The June Consumer Price Index (CPI) arrived this morning and investors learned that inflation is still running very hot. Last month’s headline CPI reading shot 9.1% higher year-over-year (YoY), easily surpassing the +8.8% YoY consensus estimate. Month-over-month, prices rose 1.3% (+15.6% annualized), beating the +1.1% consensus estimate as well.
Soaring energy and service prices drove much of the headline “beat.”
But the biggest shock concerned the core CPI, which excludes energy and food costs. Core rose 0.7% month-over-month vs. 0.6% expected in June. Historically, the Fed has favored core CPI over the headline figure when considering monetary policy adjustments.
“The core is chugging along at a frightening clip,” said Wells Fargo’s Michael Schumacher.
“With core running this strong, the Fed can’t ignore that. This is a bad number.”
Pessimism over the report was expressed up and down Wall Street this morning.
“There’s no spinning this, other than the Fed has to get more aggressive near term and crush demand. That cements a recession now,” said Charles Schwab strategist Liz Ann Sonders.
“I think a recession is an inevitability.”
Stocks plummeted in response at the open before recovering through noon. The reason being that, despite the ghastly leap in CPI, higher inflation now suggests that high prices could bring about a swift, severe recession, resulting in rate cuts sooner than expected.
This was apparent in the Treasury markets, where short-term Treasury yields soared opposite long-term Treasury yields. Investors now expect stronger rate hikes in 2022 but rate decreases in Q1 next year.
And, since stocks are said to look forward about 6 months, that means traders are trying to price in those expected rate cuts, as the first one will occur less than 6 months from now. That’s why stocks rallied after opening significantly lower.
Just because the market is expecting cuts, however, doesn’t mean that it will actually get any. Former Fed Chair Paul Volcker hiked rates to over 20% the last time inflation was this high.
If current Fed Chair Jerome Powell took the federal funds rate above 5%, most investors would be very surprised. But it’s certainly possible if inflation continues to climb.
Now, the market is gyrating again back into “bad news is good news territory” just one week after bad news was truly considered bad news.
Money managers are finally starting to admit that we’re probably in a recession now, too, which our in-house analysts accurately predicted over a month ago.
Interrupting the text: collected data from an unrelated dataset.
use async_trait::async_trait;
use serde::{Deserialize, Serialize};
use crate::catalog::domain::CatalogService;
use crate::core::command::{Command, CommandError};

pub struct RemoveBookCommand {
    catalog_service: Box<dyn CatalogService>,
}

impl RemoveBookCommand {
    pub fn new(catalog_service: Box<dyn CatalogService>) -> Self {
        Self {
            catalog_service,
        }
    }
}

#[derive(Debug, Deserialize)]
pub struct RemoveBookCommandRequest {
    pub book_id: i64,
}

impl RemoveBookCommandRequest {
    pub fn new(book_id: i64) -> Self {
        Self {
            book_id,
        }
    }
}

#[derive(Debug, Serialize)]
pub struct RemoveBookCommandResponse {}

#[async_trait]
impl Command<RemoveBookCommandRequest, RemoveBookCommandResponse> for RemoveBookCommand {
    async fn execute(&self, req: RemoveBookCommandRequest) -> Result<RemoveBookCommandResponse, CommandError> {
        self.catalog_service.remove_book(req.book_id)
            .await.map_err(CommandError::from).map(|_| RemoveBookCommandResponse {})
    }
}

#[cfg(test)]
mod tests {
    use crate::catalog::command::add_book_cmd::{AddBookCommand, AddBookCommandRequest};
    use crate::catalog::command::list_books_cmd::{ListBooksCommand, ListBooksCommandRequest};
    use crate::catalog::command::remove_book_cmd::{RemoveBookCommand, RemoveBookCommandRequest};
    use crate::catalog::factory;
    use crate::core::command::Command;
    use crate::core::domain::Configuration;
    use crate::core::repository::Repositories;

    #[tokio::test]
    async fn test_should_run_remove_book() {
        let config = Configuration::new("test");
        let repos = Repositories::build(&config).await.expect("should build repositories");
        let add_cmd = AddBookCommand::new(factory::create_catalog_service(&config, &repos));
        let remove_cmd = RemoveBookCommand::new(factory::create_catalog_service(&config, &repos));
        let list_cmd = ListBooksCommand::new(factory::create_catalog_service(&config, &repos));

        let added = add_cmd.execute(AddBookCommandRequest::new("title", "author", "cat", "desc", 5))
            .await.expect("should add book");
        assert_eq!(1, list_cmd.execute(ListBooksCommandRequest {}).await.expect("should list").books.len());
        remove_cmd.execute(RemoveBookCommandRequest::new(added.book.book_id)).await.expect("should remove book");
        assert!(list_cmd.execute(ListBooksCommandRequest {}).await.expect("should list").books.is_empty());
    }
}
“It could be the case that we’re in a recession, but a very mild one,” said Advisor Asset Management president Cliff Corso.
“We are heading to a recession, it could very well just be a mild recession because we’re starting from a decent place.”
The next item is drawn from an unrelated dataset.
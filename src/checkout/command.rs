pub mod books_of_customer_cmd;
pub mod customers_of_book_cmd;
pub mod link_book_to_customer_cmd;
pub mod link_customer_to_book_cmd;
Following the last jobs report (that revealed a decrease in American workers via the household survey) and today’s CPI release, it’s likely that the current recession will be anything but mild. The Fed’s now going to have to tame inflation in the middle of a recession.
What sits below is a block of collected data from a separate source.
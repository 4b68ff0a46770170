use std::sync::Arc;
use async_trait::async_trait;
use tracing::{debug, info, warn};
use crate::books::domain::model::BookEntity;
use crate::books::dto::BookDto;
use crate::books::repository::BookRepository;
use crate::checkout::domain::CheckoutService;
use crate::checkout::domain::model::CheckoutEntity;
use crate::checkout::repository::CheckoutRepository;
use crate::core::domain::{Configuration, Identifiable};
use crate::core::library::LibraryResult;
use crate::customers::domain::model::CustomerEntity;
use crate::customers::dto::CustomerDto;
use crate::customers::repository::CustomerRepository;

pub struct CheckoutServiceImpl {
    branch_id: String,
    checkout_repository: Arc<dyn CheckoutRepository>,
    book_repository: Arc<dyn BookRepository>,
    customer_repository: Arc<dyn CustomerRepository>,
}

impl CheckoutServiceImpl {
    pub fn new(config: &Configuration,
               checkout_repository: Arc<dyn CheckoutRepository>,
               book_repository: Arc<dyn BookRepository>,
               customer_repository: Arc<dyn CustomerRepository>) -> Self {
        Self {
            branch_id: config.branch_id.to_string(),
            checkout_repository,
            book_repository,
            customer_repository,
        }
    }

    async fn find_book(&self, book_id: i64) -> LibraryResult<Option<BookEntity>> {
        found(self.book_repository.get(&book_id).await)
    }

    async fn find_customer(&self, customer_id: &str) -> LibraryResult<Option<CustomerEntity>> {
        found(self.customer_repository.get(customer_id).await)
    }

    async fn link(&self, book_id: i64, customer_id: &str) -> LibraryResult<bool> {
        let book = self.find_book(book_id).await?;
        let customer = self.find_customer(customer_id).await?;
        match (book, customer) {
            (Some(book), Some(customer)) => {
                let key = CheckoutEntity::key(book.book_id, customer.id().as_str());
                // an existing pair keeps its record so the customer's view order is stable
                if let Some(existing) = found(self.checkout_repository.get(key.as_str()).await)? {
                    debug!(branch = self.branch_id.as_str(), checkout_id = existing.id().as_str(),
                        version = existing.version(), "book and customer already linked");
                    return Ok(true);
                }
                let checkout = CheckoutEntity::new(book.book_id, customer.id().as_str());
                self.checkout_repository.save(&checkout).await?;
                info!(branch = self.branch_id.as_str(), checkout_id = checkout.id().as_str(), "linked book and customer");
                Ok(true)
            }
            (book, customer) => {
                warn!(branch = self.branch_id.as_str(), book_id, customer_id,
                    book_found = book.is_some(), customer_found = customer.is_some(),
                    "cannot link missing book or customer");
                Ok(false)
            }
        }
    }
}

// turns a not-found lookup into None and keeps every other failure
fn found<T>(res: LibraryResult<T>) -> LibraryResult<Option<T>> {
    match res {
        Ok(entity) => Ok(Some(entity)),
        Err(err) if err.is_not_found() => Ok(None),
        Err(err) => Err(err),
    }
}

#[async_trait]
impl CheckoutService for CheckoutServiceImpl {
    async fn add_customer_to_book(&self, book_id: i64, customer_id: &str) -> LibraryResult<bool> {
        self.link(book_id, customer_id).await
    }

    async fn add_book_to_customer(&self, customer_id: &str, book_id: i64) -> LibraryResult<bool> {
        self.link(book_id, customer_id).await
    }

    async fn customers_of_book(&self, book_id: i64) -> LibraryResult<Vec<CustomerDto>> {
        let _ = self.book_repository.get(&book_id).await?;
        let mut customers = vec![];
        for checkout in self.checkout_repository.find_by_book(book_id).await? {
            // a customer removed after the lookup above is skipped
            if let Some(customer) = self.find_customer(checkout.customer_id.as_str()).await? {
                customers.push(CustomerDto::from(&customer));
            }
        }
        Ok(customers)
    }

    async fn books_of_customer(&self, customer_id: &str) -> LibraryResult<Vec<BookDto>> {
        let _ = self.customer_repository.get(customer_id).await?;
        let mut books = vec![];
        for checkout in self.checkout_repository.find_by_customer(customer_id).await? {
            if let Some(book) = self.find_book(checkout.book_id).await? {
                books.push(BookDto::from(&book));
            }
        }
        Ok(books)
    }
}

#[cfg(test)]
mod tests {
    use crate::books::domain::model::BookEntity;
    use crate::checkout::domain::CheckoutService;
    use crate::checkout::domain::model::CheckoutEntity;
    use crate::checkout::factory;
    use crate::core::domain::Configuration;
    use crate::core::repository::Repositories;
    use crate::customers::domain::model::CustomerEntity;

    async fn fixture() -> (Repositories, Box<dyn CheckoutService>, BookEntity, CustomerEntity) {
        let config = Configuration::new("test");
        let repos = Repositories::build(&config).await.expect("should build repositories");
        let svc = factory::create_checkout_service(&config, &repos);
        let book = BookEntity::new(42, "Go in Action", "Kennedy", "concurrency patterns");
        repos.books.save(&book).await.expect("should save book");
        let customer = CustomerEntity::new("Ada", 5551234, "12 Analytical St");
        repos.customers.save(&customer).await.expect("should save customer");
        (repos, svc, book, customer)
    }

    #[tokio::test]
    async fn test_should_link_customer_to_book() {
        let (_repos, svc, book, customer) = fixture().await;

        assert!(svc.add_customer_to_book(book.book_id, customer.customer_id.as_str()).await.expect("should link"));

        let customers = svc.customers_of_book(book.book_id).await.expect("should list customers");
        assert_eq!(vec![customer.customer_id.to_string()],
                   customers.iter().map(|c| c.customer_id.to_string()).collect::<Vec<String>>());
        let books = svc.books_of_customer(customer.customer_id.as_str()).await.expect("should list books");
        assert_eq!(vec![book.book_id], books.iter().map(|b| b.book_id).collect::<Vec<i64>>());
    }

    #[tokio::test]
    async fn test_should_link_book_to_customer_visible_from_book() {
        let (_repos, svc, book, customer) = fixture().await;

        assert!(svc.add_book_to_customer(customer.customer_id.as_str(), book.book_id).await.expect("should link"));

        let customers = svc.customers_of_book(book.book_id).await.expect("should list customers");
        assert_eq!(1, customers.len());
        assert_eq!(customer.customer_id, customers[0].customer_id);
    }

    #[tokio::test]
    async fn test_should_keep_one_pair_when_linked_twice() {
        let (repos, svc, book, customer) = fixture().await;

        assert!(svc.add_customer_to_book(book.book_id, customer.customer_id.as_str()).await.expect("should link"));
        assert!(svc.add_customer_to_book(book.book_id, customer.customer_id.as_str()).await.expect("should link"));
        assert!(svc.add_book_to_customer(customer.customer_id.as_str(), book.book_id).await.expect("should link"));

        assert_eq!(1, repos.checkouts.load_all().await.expect("should load").len());
        assert_eq!(1, svc.customers_of_book(book.book_id).await.expect("should list customers").len());
        assert_eq!(1, svc.books_of_customer(customer.customer_id.as_str()).await.expect("should list books").len());
    }

    #[tokio::test]
    async fn test_should_not_link_missing_book() {
        let (repos, svc, _book, customer) = fixture().await;

        assert!(!svc.add_customer_to_book(999_999, customer.customer_id.as_str()).await.expect("should not fail"));
        assert!(!svc.add_book_to_customer(customer.customer_id.as_str(), 999_999).await.expect("should not fail"));

        assert!(repos.checkouts.load_all().await.expect("should load").is_empty());
        assert!(svc.books_of_customer(customer.customer_id.as_str()).await.expect("should list books").is_empty());
    }

    #[tokio::test]
    async fn test_should_not_link_missing_customer() {
        let (repos, svc, book, _customer) = fixture().await;

        assert!(!svc.add_customer_to_book(book.book_id, "no-such-customer").await.expect("should not fail"));
        assert!(repos.checkouts.load_all().await.expect("should load").is_empty());
        assert!(svc.customers_of_book(book.book_id).await.expect("should list customers").is_empty());
    }

    #[tokio::test]
    async fn test_should_keep_existing_link_record() {
        let (repos, svc, book, customer) = fixture().await;
        let other = BookEntity::new(43, "Learning Go", "Bodner", "idiomatic");
        repos.books.save(&other).await.expect("should save book");

        assert!(svc.add_book_to_customer(customer.customer_id.as_str(), book.book_id).await.expect("should link"));
        assert!(svc.add_book_to_customer(customer.customer_id.as_str(), other.book_id).await.expect("should link"));
        let key = CheckoutEntity::key(book.book_id, customer.customer_id.as_str());
        let first = repos.checkouts.get(key.as_str()).await.expect("should load link");

        assert!(svc.add_customer_to_book(book.book_id, customer.customer_id.as_str()).await.expect("should link"));
        assert_eq!(first, repos.checkouts.get(key.as_str()).await.expect("should load link"));
        let books = svc.books_of_customer(customer.customer_id.as_str()).await.expect("should list books");
        assert_eq!(vec![book.book_id, other.book_id], books.iter().map(|b| b.book_id).collect::<Vec<i64>>());
    }

    #[tokio::test]
    async fn test_should_not_link_when_both_missing() {
        let (repos, svc, _book, _customer) = fixture().await;

        assert!(!svc.add_customer_to_book(999_999, "no-such-customer").await.expect("should not fail"));
        assert!(!svc.add_book_to_customer("no-such-customer", 999_999).await.expect("should not fail"));
        assert!(repos.checkouts.load_all().await.expect("should load").is_empty());
    }

    #[tokio::test]
    async fn test_should_skip_removed_endpoints() {
        let (repos, svc, book, customer) = fixture().await;

        assert!(svc.add_customer_to_book(book.book_id, customer.customer_id.as_str()).await.expect("should link"));
        repos.customers.delete(customer.customer_id.as_str()).await.expect("should delete customer");

        assert!(svc.customers_of_book(book.book_id).await.expect("should list customers").is_empty());
    }

    #[tokio::test]
    async fn test_should_fail_views_of_missing_entities() {
        let (_repos, svc, _book, _customer) = fixture().await;

        assert!(svc.customers_of_book(999_999).await.expect_err("should fail").is_not_found());
        assert!(svc.books_of_customer("no-such-customer").await.expect_err("should fail").is_not_found());
    }
}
Powell will keep rates higher than expected, longer than expected. Yes, inflation will probably grind lower during the second half of the year on falling gas prices. But when gas prices start to head north again, inflation should become persistently “sticky” once more.
When Powell & Co. see that, they’ll have a hard time justifying rate cuts.
Even though the stock market and US economy will be begging for them after a gut-wrenching period of economic contraction.